その2パーティだけ、一体辺りの単価が明らかに高いのだ。と、思ったらその2パーティの持ち込む魔物はどれも大きい物だったらしい。それ故に討伐数でドラ殺は負けても総額でハルティを上回る結果になった。
ハルティは数を稼ぐために大物を避けて
ドラ殺はサイズ無関係で兎に角、狩りまくり
銀華は一番大きなマジックバッグを持っているので大物を効率よく狩っていった。
銀華が一位になった理由は本人たちも言っているが私がトールさんに昇級試験の時に贈った8m規模の時間停止付き空間収納だ。
これのおかげで違う階層まで足を運べたとトールさんにはお礼を言われた。
前提条件が同じなら恐らく一位はドラ殺だっただろう。でも彼らが持っているマジックバッグは2mサイズの時間停止無しだ。いつかギルマスの許可が下りたらもうちょい大きなものを差し上げたいものだ。

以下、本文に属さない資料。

//! Session storage.
//!
//! Sessions are created by the auth adapter and consumed by the core
//! through [`SessionStore`]. Expiry is enforced on every read: a session
//! past its `expires_at` reads as absent and is reclaimed, and its live
//! subscriptions are expected to be invalidated by the caller (the
//! [`crate::changelog::ChangelogBroker`] session cascade).

use async_trait::async_trait;
use chrono::{DateTime, Duration as ChronoDuration, Utc};
use serde::{Deserialize, Serialize};
use std::sync::Arc;
use std::time::Duration;
use tracing::debug;
use uuid::Uuid;

use crate::kv::{KVAdapter, KvError};
use crate::models::Record;

#[derive(Debug, Clone, PartialEq, Serialize, Deserialize)]
pub struct Session {
    pub id: String,
    pub user_id: String,
    pub created_at: DateTime<Utc>,
    pub expires_at: DateTime<Utc>,
    /// Adapter-specific payload (refresh token handles, device info, ...).
    #[serde(default)]
    pub data: Record,
}

impl Session {
    pub fn new(user_id: &str, ttl: Duration) -> Self {
        let now = Utc::now();
        let ttl = ChronoDuration::from_std(ttl).unwrap_or_else(|_| ChronoDuration::hours(24));
        Self {
            id: Uuid::new_v4().to_string(),
            user_id: user_id.to_owned(),
            created_at: now,
            expires_at: now + ttl,
            data: Record::new(),
        }
    }

    pub fn expired(&self) -> bool {
        self.expires_at <= Utc::now()
    }
}

#[async_trait]
pub trait SessionStore: Send + Sync {
    /// Expiry-checked read: an expired session is deleted and reads as
    /// absent.
    async fn get(&self, id: &str) -> Result<Option<Session>, KvError>;

    async fn set(&self, session: &Session) -> Result<(), KvError>;

    async fn delete(&self, id: &str) -> Result<Option<Session>, KvError>;

    /// Extends the session deadline by `ttl` from now.
    async fn touch(&self, id: &str, ttl: Duration) -> Result<bool, KvError>;

    async fn get_by_user(&self, user_id: &str) -> Result<Vec<Session>, KvError>;

    async fn delete_by_user(&self, user_id: &str) -> Result<Vec<Session>, KvError>;

    /// Sweeps expired sessions; returns how many were reclaimed.
    async fn cleanup(&self) -> Result<usize, KvError>;
}

const SESSION_PREFIX: &str = "session:";
const USER_INDEX_PREFIX: &str = "session_user:";

/// KV-backed session store. Sessions serialise to JSON under
/// `session:<id>`, with a per-user id set under `session_user:<user>` for
/// the by-user operations.
pub struct KvSessionStore {
    kv: Arc<dyn KVAdapter>,
}

impl KvSessionStore {
    pub fn new(kv: Arc<dyn KVAdapter>) -> Self {
        Self { kv }
    }

    fn key(id: &str) -> String {
        format!("{SESSION_PREFIX}{id}")
    }

    fn user_key(user_id: &str) -> String {
        format!("{USER_INDEX_PREFIX}{user_id}")
    }

    async fn load(&self, id: &str) -> Result<Option<Session>, KvError> {
        let Some(raw) = self.kv.get(&Self::key(id)).await? else {
            return Ok(None);
        };
        match serde_json::from_str::<Session>(&raw) {
            Ok(session) => Ok(Some(session)),
            Err(err) => {
                // A corrupt entry is unrecoverable; drop it.
                debug!(id, error = %err, "Dropping undecodable session");
                self.kv.del(&Self::key(id)).await?;
                Ok(None)
            }
        }
    }

    async fn reclaim(&self, session: &Session) -> Result<(), KvError> {
        self.kv.del(&Self::key(&session.id)).await?;
        self.kv
            .srem(&Self::user_key(&session.user_id), &session.id)
            .await?;
        Ok(())
    }
}

#[async_trait]
impl SessionStore for KvSessionStore {
    async fn get(&self, id: &str) -> Result<Option<Session>, KvError> {
        match self.load(id).await? {
            Some(session) if session.expired() => {
                self.reclaim(&session).await?;
                Ok(None)
            }
            other => Ok(other),
        }
    }

    async fn set(&self, session: &Session) -> Result<(), KvError> {
        let raw = serde_json::to_string(session)
            .map_err(|err| KvError::Unavailable(err.to_string()))?;
        // The KV TTL mirrors expires_at so abandoned entries age out even
        // without a sweeper.
        let ttl = (session.expires_at - Utc::now())
            .to_std()
            .unwrap_or(Duration::ZERO);
        self.kv.set(&Self::key(&session.id), &raw, Some(ttl)).await?;
        self.kv
            .sadd(&Self::user_key(&session.user_id), &session.id)
            .await?;
        Ok(())
    }

    async fn delete(&self, id: &str) -> Result<Option<Session>, KvError> {
        let session = self.load(id).await?;
        if let Some(session) = &session {
            self.reclaim(session).await?;
        }
        Ok(session)
    }

    async fn touch(&self, id: &str, ttl: Duration) -> Result<bool, KvError> {
        let Some(mut session) = self.get(id).await? else {
            return Ok(false);
        };
        session.expires_at = Utc::now()
            + ChronoDuration::from_std(ttl).unwrap_or_else(|_| ChronoDuration::hours(24));
        self.set(&session).await?;
        Ok(true)
    }

    async fn get_by_user(&self, user_id: &str) -> Result<Vec<Session>, KvError> {
        let ids = self.kv.smembers(&Self::user_key(user_id)).await?;
        let mut sessions = Vec::new();
        for id in ids {
            if let Some(session) = self.get(&id).await? {
                sessions.push(session);
            }
        }
        Ok(sessions)
    }

    async fn delete_by_user(&self, user_id: &str) -> Result<Vec<Session>, KvError> {
        let sessions = self.get_by_user(user_id).await?;
        for session in &sessions {
            self.reclaim(session).await?;
        }
        Ok(sessions)
    }

    async fn cleanup(&self) -> Result<usize, KvError> {
        let keys = self.kv.keys(&format!("{SESSION_PREFIX}*")).await?;
        let mut reclaimed = 0usize;
        for key in keys {
            let id = key.trim_start_matches(SESSION_PREFIX);
            if let Some(session) = self.load(id).await? {
                if session.expired() {
                    self.reclaim(&session).await?;
                    reclaimed += 1;
                }
            }
        }
        Ok(reclaimed)
    }
}

#[cfg(test)]
mod tests {
    use super::*;
    use crate::kv::MemoryKv;
    use pretty_assertions::assert_eq;

    fn store() -> KvSessionStore {
        KvSessionStore::new(Arc::new(MemoryKv::new()))
    }

    #[tokio::test]
    async fn round_trip_and_user_index() {
        let store = store();
        let session = Session::new("u1", Duration::from_secs(3600));
        store.set(&session).await.unwrap();

        let loaded = store.get(&session.id).await.unwrap().unwrap();
        assert_eq!(loaded, session);

        let by_user = store.get_by_user("u1").await.unwrap();
        assert_eq!(by_user.len(), 1);

        store.delete(&session.id).await.unwrap();
        assert!(store.get(&session.id).await.unwrap().is_none());
        assert!(store.get_by_user("u1").await.unwrap().is_empty());
    }

    #[tokio::test]
    async fn expired_session_reads_as_absent() {
        let store = store();
        let mut session = Session::new("u1", Duration::from_secs(3600));
        session.expires_at = Utc::now() - ChronoDuration::seconds(1);
        // Write directly: `set` would hand the KV a zero TTL.
        let raw = serde_json::to_string(&session).unwrap();
        store.kv.set(&KvSessionStore::key(&session.id), &raw, None).await.unwrap();
        store.kv.sadd(&KvSessionStore::user_key("u1"), &session.id).await.unwrap();

        assert!(store.get(&session.id).await.unwrap().is_none());
        assert!(store.get_by_user("u1").await.unwrap().is_empty());
    }

    #[tokio::test]
    async fn touch_extends_deadline() {
        let store = store();
        let session = Session::new("u1", Duration::from_secs(60));
        store.set(&session).await.unwrap();
        assert!(store.touch(&session.id, Duration::from_secs(7200)).await.unwrap());
        let loaded = store.get(&session.id).await.unwrap().unwrap();
        assert!(loaded.expires_at > session.expires_at);
        assert!(!store.touch("missing", Duration::from_secs(60)).await.unwrap());
    }

    #[tokio::test]
    async fn cleanup_reclaims_expired() {
        let store = store();
        let live = Session::new("u1", Duration::from_secs(3600));
        store.set(&live).await.unwrap();

        let mut dead = Session::new("u2", Duration::from_secs(3600));
        dead.expires_at = Utc::now() - ChronoDuration::seconds(1);
        let raw = serde_json::to_string(&dead).unwrap();
        store.kv.set(&KvSessionStore::key(&dead.id), &raw, None).await.unwrap();

        assert_eq!(store.cleanup().await.unwrap(), 1);
        assert!(store.get(&live.id).await.unwrap().is_some());
    }

    #[tokio::test]
    async fn delete_by_user_returns_reclaimed_sessions() {
        let store = store();
        let a = Session::new("u1", Duration::from_secs(3600));
        let b = Session::new("u1", Duration::from_secs(3600));
        store.set(&a).await.unwrap();
        store.set(&b).await.unwrap();
        let removed = store.delete_by_user("u1").await.unwrap();
        assert_eq!(removed.len(), 2);
        assert!(store.get_by_user("u1").await.unwrap().is_empty());
    }
}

というかドラ殺と銀華は私の護衛も兼ねているから、迷宮探索時間がそもそもほかのパーティよりも少ないんだよね。そう考えると冒険者ってぶっ飛んでるわと思った。
ちなみに私が張り紙を見て冒険者の不条理を感じている、後ろでは。
「がははは!!!もっと飲め!飲め!」
「くそ!俺たちももっと滞在してええ!」
「エストラ!戻ったらすぐにまたエントリーするぞ!」
「すっげーーー楽しかったああ!」
大量の酔っ払いが量産されています。
これは今週一位を取った銀華が奢りで酒樽を一つお買い上げになって、それを一同にふるまった結果です。

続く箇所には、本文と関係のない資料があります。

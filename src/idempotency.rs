//! Idempotent mutation.
//!
//! When a mutating request carries `Idempotency-Key`, the first execution
//! under a `(principal, method, path, key)` scope caches its response and
//! every retry within the TTL replays it. A request fingerprint (method,
//! path, canonical body) detects a key reused for a different logical
//! request, which is a conflict.
//!
//! A single-writer lock (KV `set_nx`) serialises concurrent requests with
//! the same key: losers wait for the winner and replay its cached response.
//! Responses with status ≥ 500 are never cached; their retries re-execute.
//!
//! Failure policy is fail-closed: a KV outage surfaces as `Unavailable`
//! and the request does not execute.

use md5::{Digest, Md5};
use serde::{Deserialize, Serialize};
use serde_json::Value;
use std::sync::Arc;
use std::time::Duration;
use tracing::{debug, instrument, warn};

use crate::error::ApiError;
use crate::kv::KVAdapter;
use crate::models::canonical_json;

pub const DEFAULT_TTL: Duration = Duration::from_secs(24 * 60 * 60);

/// Lock deadline: an executor that dies without releasing blocks retries
/// for at most this long.
const LOCK_TTL: Duration = Duration::from_secs(30);

const WAIT_STEP: Duration = Duration::from_millis(50);
const MAX_WAIT: Duration = Duration::from_secs(10);

/// `^[A-Za-z0-9_-]{8,256}$`
pub fn validate_key(key: &str) -> bool {
    (8..=256).contains(&key.len())
        && key
            .chars()
            .all(|c| c.is_ascii_alphanumeric() || c == '_' || c == '-')
}

/// Hash over `(method, path, canonical body)`.
pub fn fingerprint(method: &str, path: &str, body: Option<&Value>) -> String {
    let mut hasher = Md5::new();
    hasher.update(method.as_bytes());
    hasher.update(b"\n");
    hasher.update(path.as_bytes());
    hasher.update(b"\n");
    if let Some(body) = body {
        hasher.update(canonical_json(body).as_bytes());
    }
    hex::encode(hasher.finalize())
}

#[derive(Debug, Clone, PartialEq, Serialize, Deserialize)]
pub struct StoredResponse {
    pub status: u16,
    pub body: Value,
    /// End-to-end headers worth replaying. Hop-by-hop headers are never
    /// cached.
    #[serde(skip_serializing_if = "Option::is_none", default)]
    pub etag: Option<String>,
    #[serde(skip_serializing_if = "Option::is_none", default)]
    pub resource_version: Option<u64>,
}

#[derive(Debug, Serialize, Deserialize)]
struct StoredRecord {
    fingerprint: String,
    #[serde(flatten)]
    response: StoredResponse,
}

/// Handed out by [`IdempotencyStore::begin`] when the caller should
/// execute; it must end with [`IdempotencyStore::complete`] or
/// [`IdempotencyStore::abort`] to release the scope lock.
#[derive(Debug)]
pub struct ExecutionGuard {
    scope: String,
}

#[derive(Debug)]
pub enum Begin {
    Execute(ExecutionGuard),
    Replay(StoredResponse),
}

pub struct IdempotencyStore {
    kv: Arc<dyn KVAdapter>,
    ttl: Duration,
}

impl IdempotencyStore {
    pub fn new(kv: Arc<dyn KVAdapter>) -> Self {
        Self::with_ttl(kv, DEFAULT_TTL)
    }

    pub fn with_ttl(kv: Arc<dyn KVAdapter>, ttl: Duration) -> Self {
        Self { kv, ttl }
    }

    pub fn scope(principal: &str, method: &str, path: &str, key: &str) -> String {
        format!("{principal}:{method}:{path}:{key}")
    }

    fn record_key(scope: &str) -> String {
        format!("idem:{scope}")
    }

    fn lock_key(scope: &str) -> String {
        format!("idem_lock:{scope}")
    }

    async fn lookup(
        &self,
        scope: &str,
        fingerprint: &str,
    ) -> Result<Option<StoredResponse>, ApiError> {
        let Some(raw) = self.kv.get(&Self::record_key(scope)).await? else {
            return Ok(None);
        };
        let record: StoredRecord = serde_json::from_str(&raw)
            .map_err(|err| ApiError::Internal(format!("undecodable idempotency record: {err}")))?;
        if record.fingerprint != fingerprint {
            return Err(ApiError::Conflict(
                "Idempotency-Key reused for a different request".to_owned(),
            ));
        }
        Ok(Some(record.response))
    }

    /// Pre-check and lock acquisition. Blocks (bounded) while a concurrent
    /// request with the same scope executes.
    #[instrument(skip(self, fingerprint))]
    pub async fn begin(&self, scope: &str, fingerprint: &str) -> Result<Begin, ApiError> {
        let mut waited = Duration::ZERO;
        loop {
            if let Some(response) = self.lookup(scope, fingerprint).await? {
                debug!(scope, "Replaying cached idempotent response");
                return Ok(Begin::Replay(response));
            }
            if self
                .kv
                .set_nx(&Self::lock_key(scope), "1", Some(LOCK_TTL))
                .await?
            {
                return Ok(Begin::Execute(ExecutionGuard { scope: scope.to_owned() }));
            }
            if waited >= MAX_WAIT {
                warn!(scope, "Gave up waiting for idempotency lock");
                return Err(ApiError::Unavailable(
                    "timed out waiting for a concurrent request with the same Idempotency-Key"
                        .to_owned(),
                ));
            }
            tokio::time::sleep(WAIT_STEP).await;
            waited += WAIT_STEP;
        }
    }

    /// Write-through after execution. Final statuses < 500 are cached;
    /// server errors are not, so retries re-execute.
    pub async fn complete(
        &self,
        guard: ExecutionGuard,
        fingerprint: &str,
        response: StoredResponse,
    ) -> Result<(), ApiError> {
        if response.status < 500 {
            let record = StoredRecord { fingerprint: fingerprint.to_owned(), response };
            let raw = serde_json::to_string(&record)
                .map_err(|err| ApiError::Internal(err.to_string()))?;
            self.kv
                .set(&Self::record_key(&guard.scope), &raw, Some(self.ttl))
                .await?;
        }
        self.kv.del(&Self::lock_key(&guard.scope)).await?;
        Ok(())
    }

    /// Releases the lock without caching (the execution never produced a
    /// response, e.g. it panicked upstream or was cancelled).
    pub async fn abort(&self, guard: ExecutionGuard) -> Result<(), ApiError> {
        self.kv.del(&Self::lock_key(&guard.scope)).await?;
        Ok(())
    }
}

集計を締め切ったあとも一応狩りは出来るのだけど、全員が集中の糸が切れたらしくここで交代人員が来るまで酒盛りをしてるそうだ。
「お姉ちゃん!これ運んで!」
「あ、うん!」
本当は『アサシンズ』と『ハルティ』と『ツバサ』とは今日でしばらくお別れなのだけど。
寂しいけど、冒険者のお別れなんてこんなもので良いのかもしれない。
「おう、坊主も高値いっぱい出してくれてありがとうな!まあ、飲め」
「そこの酔っぱらい!!!弟はまだ未成年だ!!!」
ダーツに悪がらみする酔っ払いを叱りつつ私は明るいお別れを楽しんだ。
「マリィ、酔っ払いは全員運び終わったぞ」
「ありがとうございます。でも本当にあんなところに寝かせてしまってもいいんですかね」
「冒険者に雑魚寝はよくあるから気にするな」
帰還予定の3パーティの泥酔して落ちた人たちは玄関脇に作ってた前に『ハルティ』を転がしておいた場所に荷物と共に、マイクさんとトールさんによって捨てられた。
あそこは雑魚寝スペースとして残しておこうと思いつつ、弟妹とマイクさんとトールさんと共に新しく来る冒険者の部屋の支度をする。
そう、トールさん。彼以外の銀華とドラ殺は自室で酔っぱらって寝ている。トールさんはこういう場では飲むのはやめたらしい。うん、なんでかは察せるのが切ない。なので暇だからと率先して手伝ってくれている。